YOUR INSTRUCTIONS:
Only a number is expected in reply: the count of lines below where the word "CommandExecutor" occurs.

MATERIAL FOR THE TASK:
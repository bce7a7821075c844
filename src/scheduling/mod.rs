/// Scheduling module
///
/// Every "wait until this offset" in the engine is a registered timer callback,
/// never a blocking wait. All callbacks run serially on one loop, so components
/// only need short critical sections around their own state.
///
/// ## Architecture
///
/// ```text
///  Scheduler (trait)
///    ├── ThreadScheduler  - worker thread + crossbeam channel (production)
///    └── ManualScheduler  - virtual time advanced by hand (tests, dry runs)
///
///  VirtualClock  - session elapsed time, advanced by skip-forward
/// ```
pub mod clock;
pub mod manual;
pub mod timer;

pub use clock::VirtualClock;
pub use manual::ManualScheduler;
pub use timer::{Scheduler, Task, ThreadScheduler, TimerHandle};
/// Messaging module for Event/Command architecture
///
/// This module implements the Event/Command segregation pattern:
/// - **Events**: Notifications of things that happened (past tense, broadcast)
/// - **Commands**: Requests to perform actions (imperative, targeted)
///
/// ## Architecture
///
/// ```text
/// ┌─────────┐     Command      ┌──────────┐               ┌───────────────┐
/// │ Console │ ───────────────> │ Executor │ ────────────> │ SessionEngine │
/// └─────────┘                  └──────────┘               └───────────────┘
///                                                                 │
///                                                                 │ Publishes
///                                                                 ▼
///                                                           ┌───────────┐
///                                                           │ Event Bus │
///                                                           └───────────┘
///                                                                 │
///                                                                 ▼
///                                                     haptics / visuals / logging
/// ```
///
/// ## Usage
///
/// ```rust,ignore
/// let bus = EventBus::new();
/// let (rx, _id) = bus.subscribe();
///
/// let engine = Arc::new(SessionEngine::new(scheduler, backend, resolver, &settings, bus));
/// let executor = CommandExecutor::new(engine);
/// executor.start_processing()?;
///
/// executor.execute(EngineCommand::SkipForward { seconds: 60 });
///
/// while let Ok(event) = rx.recv() {
///     match event {
///         SessionEvent::Ducked => { /* dim visuals */ },
///         SessionEvent::SessionCompleted => break,
///         _ => {}
///     }
/// }
/// ```

pub mod bus;
pub mod commands;
pub mod events;
pub mod executor;

// Re-export commonly used types
pub use bus::{EventBus, SubscriberId};
pub use commands::{CommandResult, EngineCommand};
pub use events::SessionEvent;
pub use executor::CommandExecutor;
use thiserror::Error;

/// Engine-level errors using thiserror for structured error handling.
///
/// None of these are fatal to a running session: playback failures are logged
/// and the affected layer is dropped, the session keeps going.

#[derive(Error, Debug)]
pub enum AudioError {
    #[error("Failed to load audio file: {path}")]
    LoadFailed {
        path: String,
        #[source]
        source: Box<dyn std::error::Error + Send + Sync>,
    },

    #[error("Failed to decode audio format")]
    DecodeFailed(#[source] Box<dyn std::error::Error + Send + Sync>),

    #[error("Failed to initialize audio output stream")]
    StreamInitFailed(#[source] Box<dyn std::error::Error + Send + Sync>),

    #[error("Audio output stream is gone")]
    StreamClosed,
}

#[derive(Error, Debug)]
pub enum AssetError {
    #[error("Asset not found: {0}")]
    NotFound(String),

    #[error("Invalid asset name: {0}")]
    InvalidName(String),

    #[error("Failed to download asset {name} from {url}")]
    DownloadFailed {
        name: String,
        url: String,
        #[source]
        source: Box<dyn std::error::Error + Send + Sync>,
    },

    #[error("Failed to store asset {name} at {path}")]
    StoreFailed {
        name: String,
        path: String,
        #[source]
        source: std::io::Error,
    },
}

#[derive(Error, Debug)]
pub enum ConfigError {
    #[error("Failed to load configuration from {path}")]
    LoadFailed {
        path: String,
        #[source]
        source: Box<dyn std::error::Error + Send + Sync>,
    },

    #[error("Failed to save configuration to {path}")]
    SaveFailed {
        path: String,
        #[source]
        source: Box<dyn std::error::Error + Send + Sync>,
    },

    #[error("Invalid configuration: {0}")]
    Invalid(String),

    #[error("Could not determine the configuration directory")]
    NoConfigDir,
}

/// Why a sound could not be brought up for playback
#[derive(Error, Debug)]
pub enum PlaybackError {
    #[error(transparent)]
    Asset(#[from] AssetError),

    #[error(transparent)]
    Audio(#[from] AudioError),
}

#[derive(Error, Debug, Clone, PartialEq, Eq)]
pub enum SessionError {
    #[error("Session is not active")]
    NotActive,

    #[error("Session is changing state, try again")]
    InTransition,

    #[error("Engine has been disposed")]
    Disposed,
}

/// Type alias for application Results using anyhow for context chaining
pub type AppResult<T> = anyhow::Result<T>;

#[cfg(test)]
mod tests {
    use super::*;
    use std::error::Error as _;

    #[test]
    fn test_error_display() {
        let err = AudioError::StreamClosed;
        assert_eq!(err.to_string(), "Audio output stream is gone");

        let err = SessionError::NotActive;
        assert_eq!(err.to_string(), "Session is not active");

        let err = AssetError::NotFound("rain.mp3".to_string());
        assert_eq!(err.to_string(), "Asset not found: rain.mp3");
    }

    #[test]
    fn test_error_source_chain() {
        use std::io;

        let io_err = io::Error::new(io::ErrorKind::NotFound, "file not found");
        let config_err = ConfigError::LoadFailed {
            path: "/test/config.json".to_string(),
            source: Box::new(io_err),
        };

        assert!(config_err.source().is_some());
        assert_eq!(
            config_err.to_string(),
            "Failed to load configuration from /test/config.json"
        );
    }
}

ANSWER TO THIS TASK:
2